Olive oyó las pisadas de los orcos que los perseguían y después la tensión de una ballesta, cuyo dardo topó con algo blando. Por el gruñido que soltó Mentor y la forma en que se tambaleó, la halfling dedujo que lo habían alcanzado, pero el bardo recuperó el equilibrio y siguió corriendo. Cuando se precipitaba hacia la verja de hierro del otro lado, escucharon una risotada muy cerca. Era el cuarto orco, enviado allí para cerrarles el paso. ¡Esos malditos orcos no eran tan estúpidos como parecían! Olive no lo veía en la oscuridad, pero sentía su aliento justo al lado.
Mentor forcejeó con la puerta, pero ésta permaneció inmóvil. Una mano ruda y peluda cogió a Olive por el brazo izquierdo y comenzó a tirar de ella para separarla del bardo.
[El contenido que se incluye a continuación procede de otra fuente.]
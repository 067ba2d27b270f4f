mod common;
pub use self::common::*;
mod error;
pub use self::error::{Error, Result};
pub mod corpus;
pub use self::corpus::{crawl, Corpus};

pub mod page_rank;
pub use self::page_rank::{iterate_pagerank, sample_pagerank, transition};
use std::path::PathBuf;
use thiserror::Error;

pub type Result<T> = std::result::Result<T, Error>;

#[derive(Debug, Error)]
pub enum Error {
    /// Malformed or out-of-range input: empty graph, unknown page,
    /// damping factor, sample count or epsilon out of range.
    #[error("invalid argument: {0}")]
    InvalidArgument(String),

    #[error("cannot read {}: {source}", path.display())]
    Io {
        path: PathBuf,
        #[source]
        source: std::io::Error,
    },
}

impl Error {
    pub(crate) fn invalid(msg: impl Into<String>) -> Self {
        Self::InvalidArgument(msg.into())
    }

    pub(crate) fn io(path: impl Into<PathBuf>, source: std::io::Error) -> Self {
        Self::Io {
            path: path.into(),
            source,
        }
    }
}
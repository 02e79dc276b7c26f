//! SGR escape-sequence decoding.
//!
//! Turns a raw shell output stream into alternating plain and styled text
//! segments for hosts that render flat text instead of a cell grid. Only
//! SGR styling and the erase sequences are interpreted. Decoding never
//! fails: malformed escape data is absorbed, not surfaced as an error.

pub mod palette;

pub use palette::Rgb;

/// A run of text with one resolved style.
#[derive(Debug, Clone, PartialEq, Eq)]
pub struct StyledSegment {
    pub text: String,
    pub foreground: Rgb,
    pub bold: bool,
}

/// Streaming decoder: feed it chunks of shell output split at arbitrary
/// boundaries and it yields the segments completed so far. Style and
/// escape state persist across calls, so a chunk boundary may fall in the
/// middle of an escape sequence.
pub struct AnsiDecoder {
    default_foreground: Rgb,
    foreground: Option<Rgb>,
    bold: bool,
    text: String,
    escape: String,
    in_escape: bool,
}

impl AnsiDecoder {
    /// `default_foreground` is used whenever no SGR color is active.
    pub fn new(default_foreground: Rgb) -> Self {
        Self {
            default_foreground,
            foreground: None,
            bold: false,
            text: String::new(),
            escape: String::new(),
            in_escape: false,
        }
    }

    /// Decode one chunk. Trailing plain text is flushed before returning;
    /// an unterminated escape sequence is held for the next chunk.
    pub fn decode(&mut self, input: &str) -> Vec<StyledSegment> {
        let mut segments = Vec::new();

        for ch in input.chars() {
            if self.in_escape {
                self.escape.push(ch);
                // '@'..'~' are final bytes, but a leading '[' opens a CSI
                // sequence rather than closing one.
                if is_terminator(ch) && self.escape != "[" {
                    let sequence = std::mem::take(&mut self.escape);
                    self.dispatch(&sequence);
                    self.in_escape = false;
                }
                continue;
            }

            match ch {
                '\u{1b}' => {
                    self.flush(&mut segments);
                    self.escape.clear();
                    self.in_escape = true;
                }
                '\r' => self.text.push('\n'),
                _ => self.text.push(ch),
            }
        }

        self.flush(&mut segments);
        segments
    }

    fn flush(&mut self, segments: &mut Vec<StyledSegment>) {
        if self.text.is_empty() {
            return;
        }

        segments.push(StyledSegment {
            text: std::mem::take(&mut self.text),
            foreground: self.foreground.unwrap_or(self.default_foreground),
            bold: self.bold,
        });
    }

    fn dispatch(&mut self, sequence: &str) {
        if !sequence.starts_with('[') || sequence.len() < 2 {
            return;
        }

        // The final byte is ASCII, so the byte slices below stay on char
        // boundaries.
        let final_byte = sequence.as_bytes()[sequence.len() - 1];
        let parameters = &sequence[1..sequence.len() - 1];
        match final_byte {
            b'm' => self.apply_sgr(parameters),
            // Erase line / erase display: no screen model here, only the
            // not-yet-flushed text can be taken back.
            b'K' | b'J' => self.text.clear(),
            _ => {}
        }
    }

    fn apply_sgr(&mut self, parameters: &str) {
        if parameters.trim().is_empty() {
            self.reset_style();
            return;
        }

        let codes: Vec<i32> = parameters.split(';').map(parse_code).collect();
        let mut i = 0;
        while i < codes.len() {
            match codes[i] {
                0 => self.reset_style(),
                1 => self.bold = true,
                22 => self.bold = false,
                39 => self.foreground = None,
                code @ 30..=37 => self.foreground = Some(palette::BASIC[(code - 30) as usize]),
                code @ 90..=97 => self.foreground = Some(palette::BRIGHT[(code - 90) as usize]),
                38 if i + 1 < codes.len() => {
                    i += 1;
                    match codes[i] {
                        // 24-bit: 38;2;r;g;b
                        2 if i + 3 < codes.len() => {
                            self.foreground = Some(Rgb::new(
                                clamp_channel(codes[i + 1]),
                                clamp_channel(codes[i + 2]),
                                clamp_channel(codes[i + 3]),
                            ));
                            i += 3;
                        }
                        // 256-color: 38;5;n
                        5 if i + 1 < codes.len() => {
                            i += 1;
                            self.foreground = Some(palette::indexed(codes[i]));
                        }
                        // Truncated extended form: the intent is dropped.
                        _ => {}
                    }
                }
                _ => {}
            }
            i += 1;
        }
    }

    fn reset_style(&mut self) {
        self.foreground = None;
        self.bold = false;
    }
}

fn is_terminator(ch: char) -> bool {
    ('@'..='~').contains(&ch)
}

/// Empty and unparsable SGR tokens read as 0, the convention for an
/// omitted parameter.
fn parse_code(token: &str) -> i32 {
    token.trim().parse().unwrap_or(0)
}

fn clamp_channel(value: i32) -> u8 {
    value.clamp(0, 255) as u8
}

#[cfg(test)]
mod tests {
    use super::*;

    const WHITE: Rgb = Rgb::new(203, 204, 205);

    fn decoder() -> AnsiDecoder {
        AnsiDecoder::new(WHITE)
    }

    fn segment(text: &str, foreground: Rgb, bold: bool) -> StyledSegment {
        StyledSegment {
            text: text.to_string(),
            foreground,
            bold,
        }
    }

    /// Per-char expansion so segment boundaries do not matter when
    /// comparing differently chunked decodes.
    fn expand(segments: &[StyledSegment]) -> Vec<(char, Rgb, bool)> {
        segments
            .iter()
            .flat_map(|s| s.text.chars().map(move |c| (c, s.foreground, s.bold)))
            .collect()
    }

    #[test]
    fn bold_red_then_reset() {
        let mut decoder = decoder();
        let segments = decoder.decode("\u{1b}[1;31mHi\u{1b}[0m there");
        assert_eq!(
            segments,
            vec![
                segment("Hi", palette::BASIC[1], true),
                segment(" there", WHITE, false),
            ]
        );
    }

    #[test]
    fn gray_ramp_entry() {
        let mut decoder = decoder();
        let segments = decoder.decode("\u{1b}[38;5;232mX");
        assert_eq!(segments, vec![segment("X", Rgb::new(8, 8, 8), false)]);
    }

    #[test]
    fn truecolor_foreground() {
        let mut decoder = decoder();
        let segments = decoder.decode("\u{1b}[38;2;10;20;30mY");
        assert_eq!(segments, vec![segment("Y", Rgb::new(10, 20, 30), false)]);
    }

    #[test]
    fn carriage_return_becomes_line_feed() {
        let mut decoder = decoder();
        assert_eq!(decoder.decode("\r"), vec![segment("\n", WHITE, false)]);

        let mut decoder = AnsiDecoder::new(WHITE);
        assert_eq!(decoder.decode("a\rb"), vec![segment("a\nb", WHITE, false)]);
    }

    #[test]
    fn control_only_input_yields_no_segments() {
        let mut decoder = decoder();
        assert!(decoder.decode("\u{1b}[0m").is_empty());
        assert!(decoder.decode("\u{1b}[2J").is_empty());
        assert!(decoder.decode("").is_empty());
    }

    #[test]
    fn bright_palette_and_default_reset() {
        let mut decoder = decoder();
        let segments = decoder.decode("\u{1b}[92mok\u{1b}[39mplain");
        assert_eq!(
            segments,
            vec![
                segment("ok", palette::BRIGHT[2], false),
                segment("plain", WHITE, false),
            ]
        );
    }

    #[test]
    fn bold_toggles_off_with_22() {
        let mut decoder = decoder();
        let segments = decoder.decode("\u{1b}[1mA\u{1b}[22mB");
        assert_eq!(
            segments,
            vec![segment("A", WHITE, true), segment("B", WHITE, false)]
        );
    }

    #[test]
    fn style_persists_across_calls() {
        let mut decoder = decoder();
        assert_eq!(
            decoder.decode("\u{1b}[31mred"),
            vec![segment("red", palette::BASIC[1], false)]
        );
        assert_eq!(
            decoder.decode("still red"),
            vec![segment("still red", palette::BASIC[1], false)]
        );
    }

    #[test]
    fn escape_split_across_calls_is_preserved() {
        let mut decoder = decoder();
        assert!(decoder.decode("\u{1b}[1;3").is_empty());
        assert_eq!(
            decoder.decode("1mHi"),
            vec![segment("Hi", palette::BASIC[1], true)]
        );
    }

    #[test]
    fn split_chunks_match_single_call() {
        let input = "\u{1b}[1;31mHi\u{1b}[0m there \u{1b}[38;5;196mred\u{1b}[39m done\r\u{1b}[2Jx";

        let mut whole = decoder();
        let whole_segments = whole.decode(input);

        let mut split = decoder();
        let mut split_segments = Vec::new();
        for ch in input.chars() {
            split_segments.extend(split.decode(&ch.to_string()));
        }

        assert_eq!(expand(&whole_segments), expand(&split_segments));
    }

    #[test]
    fn truncated_extended_color_is_dropped() {
        let mut decoder = decoder();
        let segments = decoder.decode("\u{1b}[38;2;10;20mtext");
        assert_eq!(segments, vec![segment("text", WHITE, false)]);

        let mut decoder = AnsiDecoder::new(WHITE);
        let segments = decoder.decode("\u{1b}[38;5mtext");
        assert_eq!(segments, vec![segment("text", WHITE, false)]);
    }

    #[test]
    fn empty_tokens_read_as_reset() {
        let mut decoder = decoder();
        let segments = decoder.decode("\u{1b}[31mr\u{1b}[;1mQ");
        assert_eq!(
            segments,
            vec![
                segment("r", palette::BASIC[1], false),
                // ";1" is reset-then-bold: the color is gone, bold is on
                segment("Q", WHITE, true),
            ]
        );
    }

    #[test]
    fn non_csi_sequences_are_discarded() {
        let mut decoder = decoder();
        assert_eq!(
            decoder.decode("\u{1b}(Btext"),
            vec![segment("text", WHITE, false)]
        );
    }

    #[test]
    fn unhandled_csi_sequences_are_ignored() {
        let mut decoder = decoder();
        // cursor-hide plus an SGR code outside the styled subset
        let segments = decoder.decode("\u{1b}[?25l\u{1b}[99mvisible");
        assert_eq!(segments, vec![segment("visible", WHITE, false)]);
    }

    #[test]
    fn erase_line_does_not_disturb_flushed_text() {
        let mut decoder = decoder();
        let segments = decoder.decode("abc\u{1b}[K");
        assert_eq!(segments, vec![segment("abc", WHITE, false)]);
    }
}
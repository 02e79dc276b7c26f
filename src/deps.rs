//! Workspace dependency pre-flight checks.
//!
//! Before hosting a session the binary can verify that the files a
//! workspace needs are actually in place. Checkers live on a
//! [`CheckerRegistry`] built explicitly at composition time and handed to
//! whoever runs the checks; there is no global list and no runtime
//! discovery.

use std::fmt;
use std::path::{Path, PathBuf};

/// A file a checker expects to find under the workspace root.
#[derive(Debug, Clone)]
pub struct Requirement {
    pub name: &'static str,
    pub relative_path: &'static str,
}

/// Outcome for one requirement.
#[derive(Debug, Clone)]
pub struct CheckItem {
    pub name: String,
    pub ok: bool,
}

/// Outcome of one checker run. `Display` renders the per-file summary
/// lines, names padded to a column.
#[derive(Debug, Clone)]
pub struct CheckReport {
    pub checker: String,
    pub ok: bool,
    pub items: Vec<CheckItem>,
}

impl fmt::Display for CheckReport {
    fn fmt(&self, f: &mut fmt::Formatter<'_>) -> fmt::Result {
        if self.items.is_empty() {
            return writeln!(f, "no requirements");
        }

        let width = self
            .items
            .iter()
            .map(|item| item.name.len())
            .max()
            .unwrap_or(0);
        for item in &self.items {
            let status = if item.ok { "[DONE]" } else { "[MISSING]" };
            writeln!(f, "{:width$}\t{}", item.name, status)?;
        }
        Ok(())
    }
}

/// A named dependency check.
pub trait DependencyChecker {
    fn name(&self) -> &str;
    fn check(&self, root: &Path) -> CheckReport;
}

/// Checks that a fixed set of files exists under the root.
pub struct FileRequirementChecker {
    name: &'static str,
    requirements: Vec<Requirement>,
}

impl FileRequirementChecker {
    pub fn new(name: &'static str, requirements: Vec<Requirement>) -> Self {
        Self { name, requirements }
    }
}

impl DependencyChecker for FileRequirementChecker {
    fn name(&self) -> &str {
        self.name
    }

    fn check(&self, root: &Path) -> CheckReport {
        let items: Vec<CheckItem> = self
            .requirements
            .iter()
            .map(|requirement| CheckItem {
                name: requirement.name.to_string(),
                ok: root.join(requirement.relative_path).is_file(),
            })
            .collect();

        CheckReport {
            checker: self.name.to_string(),
            ok: items.iter().all(|item| item.ok),
            items,
        }
    }
}

/// Explicitly owned checker list.
#[derive(Default)]
pub struct CheckerRegistry {
    checkers: Vec<Box<dyn DependencyChecker>>,
}

impl CheckerRegistry {
    pub fn new() -> Self {
        Self::default()
    }

    pub fn register(&mut self, checker: Box<dyn DependencyChecker>) {
        self.checkers.push(checker);
    }

    pub fn run_all(&self, root: &Path) -> Vec<CheckReport> {
        self.checkers
            .iter()
            .map(|checker| checker.check(root))
            .collect()
    }
}

/// The checkers wtty ships with: the uv Python toolchain files its home
/// workspace is expected to carry.
pub fn builtin_registry() -> CheckerRegistry {
    let mut registry = CheckerRegistry::new();
    registry.register(Box::new(FileRequirementChecker::new(
        "uv toolchain",
        vec![
            Requirement {
                name: "uv.exe",
                relative_path: "uv.exe",
            },
            Requirement {
                name: "uv.toml",
                relative_path: "uv.toml",
            },
            Requirement {
                name: "pyproject.toml",
                relative_path: "pyproject.toml",
            },
        ],
    )));
    registry
}

/// Sentinel files that mark a workspace root.
const ROOT_SENTINELS: [&str; 2] = ["pyproject.toml", "uv.toml"];

/// The workspace root the built-in checkers run against.
pub fn default_root() -> PathBuf {
    locate_root(&ROOT_SENTINELS)
}

/// Walk up from the current directory, then from the executable's
/// directory, looking for a directory containing one of `sentinels`.
/// Falls back to the current directory when nothing matches.
pub fn locate_root(sentinels: &[&str]) -> PathBuf {
    let current = std::env::current_dir().ok();
    let exe_dir = std::env::current_exe()
        .ok()
        .and_then(|exe| exe.parent().map(Path::to_path_buf));

    for start in [current.clone(), exe_dir].into_iter().flatten() {
        if let Some(found) = find_containing_dir(&start, sentinels) {
            return found;
        }
    }
    current.unwrap_or_else(|| PathBuf::from("."))
}

fn find_containing_dir(start: &Path, sentinels: &[&str]) -> Option<PathBuf> {
    let mut dir = Some(start);
    while let Some(candidate) = dir {
        if sentinels
            .iter()
            .any(|sentinel| candidate.join(sentinel).is_file())
        {
            return Some(candidate.to_path_buf());
        }
        dir = candidate.parent();
    }
    None
}

#[cfg(test)]
mod tests {
    use super::*;
    use std::fs;

    fn scratch_dir(name: &str) -> PathBuf {
        let dir = std::env::temp_dir().join(format!("wtty-deps-{name}-{}", std::process::id()));
        let _ = fs::remove_dir_all(&dir);
        fs::create_dir_all(&dir).unwrap();
        dir
    }

    #[test]
    fn missing_files_fail_the_report() {
        let root = scratch_dir("missing");
        fs::write(root.join("uv.toml"), "").unwrap();

        let checker = FileRequirementChecker::new(
            "uv toolchain",
            vec![
                Requirement {
                    name: "uv.toml",
                    relative_path: "uv.toml",
                },
                Requirement {
                    name: "pyproject.toml",
                    relative_path: "pyproject.toml",
                },
            ],
        );
        let report = checker.check(&root);
        assert_eq!(report.checker, checker.name());
        assert!(!report.ok);
        assert!(report.items[0].ok);
        assert!(!report.items[1].ok);

        let text = report.to_string();
        assert!(text.contains("[DONE]"));
        assert!(text.contains("[MISSING]"));

        let _ = fs::remove_dir_all(&root);
    }

    #[test]
    fn registry_runs_every_checker() {
        let root = scratch_dir("registry");
        for file in ["uv.exe", "uv.toml", "pyproject.toml"] {
            fs::write(root.join(file), "").unwrap();
        }

        let reports = builtin_registry().run_all(&root);
        assert_eq!(reports.len(), 1);
        assert!(reports[0].ok);

        let _ = fs::remove_dir_all(&root);
    }

    #[test]
    fn locate_root_finds_sentinel_parents() {
        let root = scratch_dir("locate");
        fs::write(root.join("pyproject.toml"), "").unwrap();
        let nested = root.join("a").join("b");
        fs::create_dir_all(&nested).unwrap();

        let found = find_containing_dir(&nested, &["pyproject.toml"]).unwrap();
        assert_eq!(found, root);

        let _ = fs::remove_dir_all(&root);
    }

    #[test]
    fn empty_report_renders_placeholder() {
        let checker = FileRequirementChecker::new("nothing", Vec::new());
        let report = checker.check(Path::new("."));
        assert!(report.ok);
        assert_eq!(report.to_string(), "no requirements\n");
    }
}
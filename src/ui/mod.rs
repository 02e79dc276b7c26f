//! Console-facing input and output for the host loop.
//!
//! - **keymapper**: keyboard events -> PTY byte sequences
//! - **renderer**: styled-segment printing

pub mod keymapper;
pub mod renderer;

pub use keymapper::KeyMapper;
pub use renderer::SegmentRenderer;
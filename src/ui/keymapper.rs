//! Key mapping for terminal input
//!
//! Converts crossterm key events to the VT byte sequences the shell
//! expects on its input stream.

use crossterm::event::{KeyCode, KeyEvent, KeyModifiers};

/// Key mapper for converting key events to bytes
pub struct KeyMapper;

impl KeyMapper {
    /// Map a crossterm KeyEvent to bytes for the session input stream.
    pub fn map(event: &KeyEvent) -> Option<Vec<u8>> {
        let mods = event.modifiers;

        match event.code {
            KeyCode::Char(ch) => Some(Self::map_char(ch, mods)),

            KeyCode::Enter => Some(vec![0x0D]),

            KeyCode::Backspace => {
                if mods.contains(KeyModifiers::ALT) {
                    Some(vec![0x1B, 0x7F])
                } else {
                    Some(vec![0x7F])
                }
            }

            KeyCode::Tab => {
                if mods.contains(KeyModifiers::SHIFT) {
                    Some(b"\x1b[Z".to_vec())
                } else {
                    Some(vec![0x09])
                }
            }

            KeyCode::Esc => Some(vec![0x1B]),

            // Arrow keys
            KeyCode::Up => Some(Self::arrow_key(b'A', mods)),
            KeyCode::Down => Some(Self::arrow_key(b'B', mods)),
            KeyCode::Right => Some(Self::arrow_key(b'C', mods)),
            KeyCode::Left => Some(Self::arrow_key(b'D', mods)),

            // Navigation keys
            KeyCode::Home => Some(Self::arrow_key(b'H', mods)),
            KeyCode::End => Some(Self::arrow_key(b'F', mods)),
            KeyCode::PageUp => Some(Self::tilde_key(5, mods)),
            KeyCode::PageDown => Some(Self::tilde_key(6, mods)),
            KeyCode::Insert => Some(Self::tilde_key(2, mods)),
            KeyCode::Delete => Some(Self::tilde_key(3, mods)),

            _ => None,
        }
    }

    /// Map a character with modifiers
    fn map_char(ch: char, mods: KeyModifiers) -> Vec<u8> {
        // Ctrl + letter = control character
        if mods.contains(KeyModifiers::CONTROL) && !mods.contains(KeyModifiers::ALT) {
            if ch.is_ascii_alphabetic() {
                return vec![(ch.to_ascii_lowercase() as u8) - b'a' + 1];
            }
            match ch {
                '@' | '`' | ' ' => return vec![0x00], // Ctrl+@ = NUL
                '[' => return vec![0x1B],             // Ctrl+[ = ESC
                '\\' => return vec![0x1C],            // Ctrl+\ = FS
                ']' => return vec![0x1D],             // Ctrl+] = GS
                '^' | '~' => return vec![0x1E],       // Ctrl+^ = RS
                '_' | '?' => return vec![0x1F],       // Ctrl+_ = US
                _ => {}
            }
        }

        // Alt + key = ESC + key
        if mods.contains(KeyModifiers::ALT) {
            let mut bytes = vec![0x1B];
            bytes.extend(ch.to_string().as_bytes());
            return bytes;
        }

        // Normal character
        ch.to_string().into_bytes()
    }

    /// xterm modifier parameter: 1 + shift(1) + alt(2) + ctrl(4)
    fn modifier_code(mods: KeyModifiers) -> u8 {
        let mut code = 1;
        if mods.contains(KeyModifiers::SHIFT) {
            code += 1;
        }
        if mods.contains(KeyModifiers::ALT) {
            code += 2;
        }
        if mods.contains(KeyModifiers::CONTROL) {
            code += 4;
        }
        code
    }

    /// CSI letter sequence, `ESC [ <key>` or `ESC [ 1 ; <mod> <key>`
    fn arrow_key(key: u8, mods: KeyModifiers) -> Vec<u8> {
        if mods.is_empty() {
            vec![0x1B, b'[', key]
        } else {
            format!("\x1b[1;{}{}", Self::modifier_code(mods), key as char).into_bytes()
        }
    }

    /// CSI tilde sequence, `ESC [ <n> ~` or `ESC [ <n> ; <mod> ~`
    fn tilde_key(number: u8, mods: KeyModifiers) -> Vec<u8> {
        if mods.is_empty() {
            format!("\x1b[{}~", number).into_bytes()
        } else {
            format!("\x1b[{};{}~", number, Self::modifier_code(mods)).into_bytes()
        }
    }
}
La pequeña se echó a temblar. Mentor reafirmó el apretón sobre su muñeca derecha y tiró hacia sí. Olive se sintió como un hueso de la suerte en un festín; oyó los golpes que Mentor asestaba al orco con el puñal y, entonces, un líquido cálido y pegajoso empezó a gotearle sobre el pelo: sangre de orco. La bestia soltó el brazo de su presa y se desplomó en el suelo.
—¡Ocúpate de la cerradura! —gritó Mentor, empujándola hacia la puerta y situándose entre la halfling y los otros orcos, que se acercaban sigilosamente hacia ellos.
Olive encontró la cerradura a tientas, sacó un alambre del cabello y comenzó a trabajar en el mecanismo. Se quedó pasmada ante la facilidad con que consiguió abrirla; si hubiera sido ella la que hubiese abierto la primera vez, se habría dado cuenta enseguida de que se trataba de una trampa. Mientras empujaba la hoja oyó que tensaban las ballestas de nuevo, disparaban un proyectil y éste se hundía en un cuerpo.
Tironeó de la manga del bardo y le hizo pasar la puerta, la cerró y en un instante volvió a colocar la cerradura en su sitio con el alambre. Cuando se dio la vuelta para escapar, una mano se deslizó entre los huecos de la verja y la aferró por el pelo.
—¡Suéltame! —chilló. Notó la presencia cercana de Mentor que descargaba una cuchillada en el aire. Después, la mano que la sujetaba se volvió fláccida y soltó su agarre.
—¡Por el agujero! —gritó Mentor—. ¡Vete! ¡Vete! ¡Vete!
Olive trepó el montón de desechos y piedras y, sumida en la oscuridad, se concentró en localizar la corriente de aire procedente de la cueva del otro lado.
—¡Mentor! ¡Por aquí! —lo llamó tan pronto como notó un soplo de aire fresco que llegaba del túnel.
El bardo subió hasta colocarse a su lado y la empujó por la abertura. Olive gateó lo más aprisa posible para despejar el paso a Mentor. Tras un minuto bien cumplido, y al ver que el bardo no emergía de la oscuridad, volvió hacia atrás para ver qué lo detenía y encontró su cuerpo inmóvil tendido en el túnel.
—¡Mentor, tienes que levantarte! —gritó, sacudiéndolo por los hombros.
Le tomó una mano con la esperanza infundada de sacarlo de allí a rastras; la encontró cálida pero inflamada, del tamaño de un pomelo.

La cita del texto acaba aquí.